ASSIGNED TASK: The expected output is a verbatim reprint of the lines from the beginning of the data that follows through the line that contains "use rand::SeedableRng;".

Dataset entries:
++++++

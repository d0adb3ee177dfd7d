//! 结果汇总
//!
//! 按主题计划顺序拼接各批次的题目，随机模式下再整体打乱

use rand::seq::SliceRandom;
use rand::Rng;

use crate::models::question::{BatchOutcome, GenerationOutcome};

/// 汇总方式
#[derive(Debug, Clone, Copy, PartialEq, Eq)]
pub enum AggregationMode {
    /// 保持拼接顺序
    Ordered,
    /// 拼接后整体打乱，最终顺序不再体现题目来自哪个主题
    Randomized,
}

/// 汇总所有批次
///
/// `outcomes` 必须按主题计划顺序排列；打乱只改变顺序，不增减题目
pub fn aggregate<R: Rng + ?Sized>(
    outcomes: Vec<BatchOutcome>,
    total_count: usize,
    mode: AggregationMode,
    rng: &mut R,
) -> GenerationOutcome {
    let mut result = GenerationOutcome {
        total_count,
        ..Default::default()
    };

    for outcome in outcomes {
        result.attempts_consumed += outcome.attempts_consumed;
        if outcome.succeeded {
            result.records.extend(outcome.records);
        } else {
            result.failed_topics.push(outcome.topic);
        }
    }

    if mode == AggregationMode::Randomized {
        result.records.shuffle(rng);
    }

    result
}

#[cfg(test)]
mod tests {
    use super::*;
    use crate::models::question::QuestionRecord;
    use rand::rngs::StdRng;
    use rand::SeedableRng;

    fn record(text: &str) -> QuestionRecord {
        QuestionRecord {
            question: text.to_string(),
            options: vec!["A".into(), "B".into(), "C".into(), "D".into()],
            correct_answer: 0,
            explanation: String::new(),
        }
    }

    fn outcomes() -> Vec<BatchOutcome> {
        vec![
            BatchOutcome::success("Algebra", 2, vec![record("a1"), record("a2")], 1),
            BatchOutcome::exhausted("Geometry", 2, 3, Some("timeout".into())),
            BatchOutcome::success("Statistics", 3, (1..=3).map(|i| record(&format!("s{}", i))).collect(), 2),
        ]
    }

    fn questions(outcome: &GenerationOutcome) -> Vec<String> {
        outcome.records.iter().map(|r| r.question.clone()).collect()
    }

    #[test]
    fn test_ordered_keeps_plan_order() {
        let mut rng = StdRng::seed_from_u64(7);
        let outcome = aggregate(outcomes(), 7, AggregationMode::Ordered, &mut rng);

        assert_eq!(questions(&outcome), vec!["a1", "a2", "s1", "s2", "s3"]);
        assert_eq!(outcome.failed_topics, vec!["Geometry"]);
        assert_eq!(outcome.attempts_consumed, 6);
        assert_eq!(outcome.effective_count(), 5);
        assert!(!outcome.is_complete());
    }

    #[test]
    fn test_randomized_is_a_permutation() {
        let mut rng = StdRng::seed_from_u64(42);
        let ordered = aggregate(outcomes(), 7, AggregationMode::Ordered, &mut rng);
        let shuffled = aggregate(outcomes(), 7, AggregationMode::Randomized, &mut rng);

        let mut a = questions(&ordered);
        let mut b = questions(&shuffled);
        a.sort();
        b.sort();
        assert_eq!(a, b);
        assert_eq!(shuffled.failed_topics, ordered.failed_topics);
    }

    #[test]
    fn test_same_seed_same_order() {
        let first = aggregate(outcomes(), 7, AggregationMode::Randomized, &mut StdRng::seed_from_u64(1));
        let second = aggregate(outcomes(), 7, AggregationMode::Randomized, &mut StdRng::seed_from_u64(1));
        assert_eq!(questions(&first), questions(&second));
    }

    #[test]
    fn test_empty_input() {
        let outcome = aggregate(Vec::new(), 0, AggregationMode::Randomized, &mut StdRng::seed_from_u64(0));
        assert!(outcome.records.is_empty());
        assert!(outcome.is_complete());
    }
}
//! LLM 生成客户端
//!
//! 编排层只依赖 [`GenerationClient`] trait，不关心具体模型和协议。
//!
//! ## 技术栈
//! - 使用 `async-openai` crate 进行 API 调用
//! - 支持自定义 API 端点和模型
//! - 兼容 OpenAI API 的服务（如 Azure, Gemini, Doubao 等）

use async_openai::{
    config::OpenAIConfig,
    types::chat::{
        ChatCompletionRequestMessage, ChatCompletionRequestSystemMessageArgs,
        ChatCompletionRequestUserMessageArgs, CreateChatCompletionRequestArgs,
    },
    Client,
};
use async_trait::async_trait;
use tracing::{debug, warn};

use crate::config::Config;
use crate::error::ServiceError;

/// 文本生成能力
///
/// 实现必须可以在多个调用之间（包括并发调用）安全复用，不保存单次调用的状态
#[async_trait]
pub trait GenerationClient: Send + Sync {
    /// 发送一次补全请求，返回模型的原始文本
    async fn complete(
        &self,
        user_message: &str,
        system_message: Option<&str>,
        max_output_tokens: u32,
    ) -> Result<String, ServiceError>;
}

/// 兼容 OpenAI API 的生成客户端
pub struct OpenAiGenerationClient {
    client: Client<OpenAIConfig>,
    model_name: String,
    temperature: f32,
}

impl OpenAiGenerationClient {
    /// 创建新的客户端
    pub fn new(config: &Config) -> Self {
        let openai_config = OpenAIConfig::new()
            .with_api_key(&config.llm_api_key)
            .with_api_base(&config.llm_api_base_url);

        Self {
            client: Client::with_config(openai_config),
            model_name: config.llm_model_name.clone(),
            temperature: config.llm_temperature,
        }
    }

    pub fn model_name(&self) -> &str {
        &self.model_name
    }

    fn build_messages(
        &self,
        user_message: &str,
        system_message: Option<&str>,
    ) -> Result<Vec<ChatCompletionRequestMessage>, ServiceError> {
        let mut messages = Vec::new();

        if let Some(sys_msg) = system_message {
            let system_msg = ChatCompletionRequestSystemMessageArgs::default()
                .content(sys_msg)
                .build()
                .map_err(|e| ServiceError::InvalidRequest(e.to_string()))?;
            messages.push(ChatCompletionRequestMessage::System(system_msg));
        }

        let user_msg = ChatCompletionRequestUserMessageArgs::default()
            .content(user_message)
            .build()
            .map_err(|e| ServiceError::InvalidRequest(e.to_string()))?;
        messages.push(ChatCompletionRequestMessage::User(user_msg));

        Ok(messages)
    }
}

#[async_trait]
impl GenerationClient for OpenAiGenerationClient {
    async fn complete(
        &self,
        user_message: &str,
        system_message: Option<&str>,
        max_output_tokens: u32,
    ) -> Result<String, ServiceError> {
        debug!("调用 LLM API，模型: {}", self.model_name);
        debug!(
            "用户消息长度: {} 字符, max_tokens: {}",
            user_message.len(),
            max_output_tokens
        );

        let messages = self.build_messages(user_message, system_message)?;

        let request = CreateChatCompletionRequestArgs::default()
            .model(&self.model_name)
            .messages(messages)
            .temperature(self.temperature)
            .max_tokens(max_output_tokens)
            .build()
            .map_err(|e| ServiceError::InvalidRequest(e.to_string()))?;

        let response = self.client.chat().create(request).await.map_err(|e| {
            warn!("LLM API 调用失败: {}", e);
            ServiceError::api_call_failed(&self.model_name, e)
        })?;

        debug!("LLM API 调用成功");

        let content = response
            .choices
            .first()
            .and_then(|choice| choice.message.content.clone())
            .filter(|content| !content.trim().is_empty())
            .ok_or_else(|| ServiceError::EmptyContent {
                model: self.model_name.clone(),
            })?;

        Ok(content.trim().to_string())
    }
}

++++++

PROBLEM SOLUTION:
repository d0adb3ee177dfd7d
//! 结果汇总
//!
//! 按主题计划顺序拼接各批次的题目，随机模式下再整体打乱

use rand::seq::SliceRandom;
use rand::Rng;

use crate::models::question::{BatchOutcome, GenerationOutcome};

/// 汇总方式
#[derive(Debug, Clone, Copy, PartialEq, Eq)]
pub enum AggregationMode {
    /// 保持拼接顺序
    Ordered,
    /// 拼接后整体打乱，最终顺序不再体现题目来自哪个主题
    Randomized,
}

/// 汇总所有批次
///
/// `outcomes` 必须按主题计划顺序排列；打乱只改变顺序，不增减题目
pub fn aggregate<R: Rng + ?Sized>(
    outcomes: Vec<BatchOutcome>,
    total_count: usize,
    mode: AggregationMode,
    rng: &mut R,
) -> GenerationOutcome {
    let mut result = GenerationOutcome {
        total_count,
        ..Default::default()
    };

    for outcome in outcomes {
        result.attempts_consumed += outcome.attempts_consumed;
        if outcome.succeeded {
            result.records.extend(outcome.records);
        } else {
            result.failed_topics.push(outcome.topic);
        }
    }

    if mode == AggregationMode::Randomized {
        result.records.shuffle(rng);
    }

    result
}

#[cfg(test)]
mod tests {
    use super::*;
    use crate::models::question::QuestionRecord;
    use rand::rngs::StdRng;
    use rand::SeedableRng;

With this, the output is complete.